### AIM OF THE TASK
Look through the data below. Show each line where the string "unwrap" occurs.

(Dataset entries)
+===+
use resilient_locator::record::ingest::{
    BboxInput, ExternalElement, KeywordIntentClassifier, VisionElement, ingest_vision, register_external,
};
use resilient_locator::record::naming::{normalize_page_name, unique_name};
use resilient_locator::record::{ElementRecord, RecordSource, UnitScore};
use serde_json::json;

mod common;

// =========================================================================
// unique_name
// =========================================================================

#[test]
fn unique_name_matches_known_examples() {
    assert_eq!(
        unique_name("saucedemo_login", "login", "Login", "button"),
        "saucedemo_login_login_login_button"
    );
    assert_eq!(
        unique_name("saucedemo_checkout_info", "zip_code", "Zip/Postal Code", "textbox"),
        "saucedemo_checkout_info_zip_code_zip/postal_code_textbox"
    );
}

#[test]
fn unique_name_is_deterministic_and_whitespace_insensitive() {
    let a = unique_name("Page", "add_to_cart", "  Add   to cart ", "Button");
    let b = unique_name("page", "add_to_cart", "Add to cart", "button");
    assert_eq!(a, b);
    assert_eq!(a, "page_add_to_cart_add_to_cart_button");
    for _ in 0..10 {
        assert_eq!(unique_name("page", "add_to_cart", "Add to cart", "button"), a);
    }
}

#[test]
fn unique_name_drops_empty_parts() {
    assert_eq!(unique_name("inventory", "", "Menu", "button"), "inventory_menu_button");
}

#[test]
fn record_constructor_derives_unique_name() {
    let mut r = ElementRecord::new("id-1", "saucedemo_login", "login", "Login", "button");
    assert_eq!(r.unique_name, "saucedemo_login_login_login_button");
    r.label_text = "Sign In".into();
    r.refresh_unique_name();
    assert_eq!(r.unique_name, "saucedemo_login_login_sign_in_button");
}

// =========================================================================
// Page names
// =========================================================================

#[test]
fn page_name_from_urls() {
    assert_eq!(normalize_page_name("https://www.saucedemo.com/"), "saucedemo_login");
    assert_eq!(normalize_page_name("https://www.saucedemo.com/inventory.html"), "saucedemo_inventory");
    assert_eq!(
        normalize_page_name("https://www.saucedemo.com/checkout-step-one.html"),
        "saucedemo_checkout-step-one"
    );
    assert_eq!(normalize_page_name("http://shop.example.com/a/b"), "shop_a_b");
}

#[test]
fn page_name_from_images_and_plain_names() {
    assert_eq!(normalize_page_name("Checkout_Info.PNG"), "checkout_info");
    assert_eq!(normalize_page_name("login_page.jpeg"), "login_page");
    assert_eq!(normalize_page_name("  Saucedemo_Login  "), "saucedemo_login");
    assert_eq!(normalize_page_name("report.v2"), "report.v2");
}

// =========================================================================
// Geometry and scores
// =========================================================================

#[test]
fn geometry_setter_clamps_and_syncs_bbox() {
    let mut r = ElementRecord::default();
    r.set_geometry(-10.0, 20.0, 150.5, -3.0);
    assert_eq!(r.geometry.x(), 0.0);
    assert_eq!(r.geometry.height(), 0.0);
    assert_eq!(r.geometry.bbox(), "0,20,150.5,0");
}

#[test]
fn scores_are_clamped() {
    let mut r = ElementRecord::default();
    r.confidence_score = UnitScore::new(3.0);
    r.healing_success_rate = UnitScore::new(-1.0);
    assert_eq!(r.confidence_score.get(), 1.0);
    assert_eq!(r.healing_success_rate.get(), 0.0);
}

// =========================================================================
// Persisted layout
// =========================================================================

#[test]
fn persisted_layout_is_flat_with_string_bbox_and_data_attrs() {
    let mut r = common::login_button();
    r.set_geometry(10.0, 20.0, 100.0, 40.0);
    r.data_attrs.insert("data-test".into(), "login-button".into());

    let value = serde_json::to_value(&r).unwrap();
    assert_eq!(value["bbox"], "10,20,100,40");
    assert_eq!(value["x"], 10.0);
    assert_eq!(value["height"], 40.0);
    assert_eq!(value["data_attrs"], "{\"data-test\":\"login-button\"}");
    assert_eq!(value["dom_matched"], false);
    assert_eq!(value["source"], "ocr");

    let back: ElementRecord = serde_json::from_value(value).unwrap();
    assert_eq!(back, r);
}

#[test]
fn reads_inline_data_attrs_and_bbox_only_geometry() {
    let value = json!({
        "id": "x1",
        "page_name": "saucedemo_login",
        "unique_name": "saucedemo_login_login_login_button",
        "label_text": "Login",
        "bbox": "5,6,70,30",
        "data_attrs": {"data-test": "login-button", "data-index": 3},
        "confidence_score": 1.4
    });
    let r: ElementRecord = serde_json::from_value(value).unwrap();
    assert_eq!(r.geometry.bbox(), "5,6,70,30");
    assert_eq!(r.data_attrs.get("data-test").map(String::as_str), Some("login-button"));
    assert_eq!(r.data_attrs.get("data-index").map(String::as_str), Some("3"));
    assert_eq!(r.confidence_score.get(), 1.0);
    assert!(!r.dom_matched);
    assert!(r.match_timestamp.is_none());
}

#[test]
fn empty_data_attrs_string_reads_as_empty_map() {
    let r: ElementRecord = serde_json::from_value(json!({"id": "a", "data_attrs": ""})).unwrap();
    assert!(r.data_attrs.is_empty());
    let r: ElementRecord = serde_json::from_value(json!({"id": "a", "data_attrs": null})).unwrap();
    assert!(r.data_attrs.is_empty());
}

// =========================================================================
// Ingest
// =========================================================================

fn vision(label: &str, ocr_type: &str, intent: Option<&str>) -> VisionElement {
    VisionElement {
        label_text: label.into(),
        ocr_type: ocr_type.into(),
        intent: intent.map(str::to_string),
        bbox: None,
        confidence_score: 0.9,
    }
}

#[test]
fn ingest_builds_records_with_stable_ids() {
    let elements = vec![
        vision("Username", "textbox", Some("username")),
        vision("Login", "Button", None),
        vision("   ", "label", None),
    ];
    let first = ingest_vision("saucedemo_login", &elements, &KeywordIntentClassifier);
    let second = ingest_vision("saucedemo_login", &elements, &KeywordIntentClassifier);

    assert_eq!(first.len(), 2, "blank labels are dropped");
    assert_eq!(first[0].id, second[0].id);
    assert_eq!(first[0].unique_name, "saucedemo_login_username_username_textbox");
    assert_eq!(first[1].unique_name, "saucedemo_login_login_login_button");
    assert_eq!(first[1].source, RecordSource::Ocr);
    assert!(!first[1].dom_matched);
    assert!((first[1].confidence_score.get() - 0.9).abs() < 1e-6);
}

#[test]
fn ingest_accepts_every_bbox_shape() {
    let shapes = [
        BboxInput::Text("1,2,3,4".into()),
        BboxInput::Array([1.0, 2.0, 3.0, 4.0]),
        BboxInput::Object {
            x: 1.0,
            y: 2.0,
            width: 3.0,
            height: 4.0,
        },
    ];
    for shape in shapes {
        let mut el = vision("Login", "button", Some("login"));
        el.bbox = Some(shape);
        let records = ingest_vision("p", &[el], &KeywordIntentClassifier);
        assert_eq!(records[0].geometry.bbox(), "1,2,3,4");
    }
}

#[test]
fn vision_json_accepts_mixed_bbox_encodings() {
    let raw = r#"[
        {"label_text": "Login", "ocr_type": "button", "bbox": [10, 10, 100, 40]},
        {"label_text": "Username", "ocr_type": "textbox", "intent": "username", "bbox": "0,0,200,30"}
    ]"#;
    let elements: Vec<VisionElement> = serde_json::from_str(raw).unwrap();
    assert_eq!(elements.len(), 2);
    assert_eq!(elements[0].confidence_score, 1.0);
    assert!(matches!(elements[1].bbox, Some(BboxInput::Text(_))));
}

// =========================================================================
// Manual registration
// =========================================================================

#[test]
fn external_registration_falls_back_through_label_sources() {
    let input = ExternalElement {
        page_name: "saucedemo_login".into(),
        ocr_type: "textbox".into(),
        tag_name: "INPUT".into(),
        intent: "password".into(),
        placeholder: "Password".into(),
        test_id: Some("password".into()),
        ..ExternalElement::default()
    };
    let r = register_external(&input, &KeywordIntentClassifier);

    assert_eq!(r.label_text, "Password");
    assert_eq!(r.unique_name, "saucedemo_login_password_password_textbox");
    assert_eq!(r.tag_name, "input");
    assert!(r.external);
    assert!(!r.dom_matched);
    assert_eq!(r.source, RecordSource::External);
    assert_eq!(r.geometry.bbox(), "0,0,100,40");
    assert_eq!(r.data_attrs.get("data-test").map(String::as_str), Some("password"));
    assert_eq!(r.id, register_external(&input, &KeywordIntentClassifier).id);
}

#[test]
fn external_registration_uses_value_when_nothing_else() {
    let input = ExternalElement {
        page_name: "p".into(),
        ocr_type: "button".into(),
        value: "Submit".into(),
        ..ExternalElement::default()
    };
    let r = register_external(&input, &KeywordIntentClassifier);
    assert_eq!(r.label_text, "Submit");
    assert_eq!(r.intent, "submit");
}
+===+
### EXERCISE RESPONSE
    let value = serde_json::to_value(&r).unwrap();
    let back: ElementRecord = serde_json::from_value(value).unwrap();
    let r: ElementRecord = serde_json::from_value(value).unwrap();
    let r: ElementRecord = serde_json::from_value(json!({"id": "a", "data_attrs": ""})).unwrap();
    let r: ElementRecord = serde_json::from_value(json!({"id": "a", "data_attrs": null})).unwrap();
    let elements: Vec<VisionElement> = serde_json::from_str(raw).unwrap();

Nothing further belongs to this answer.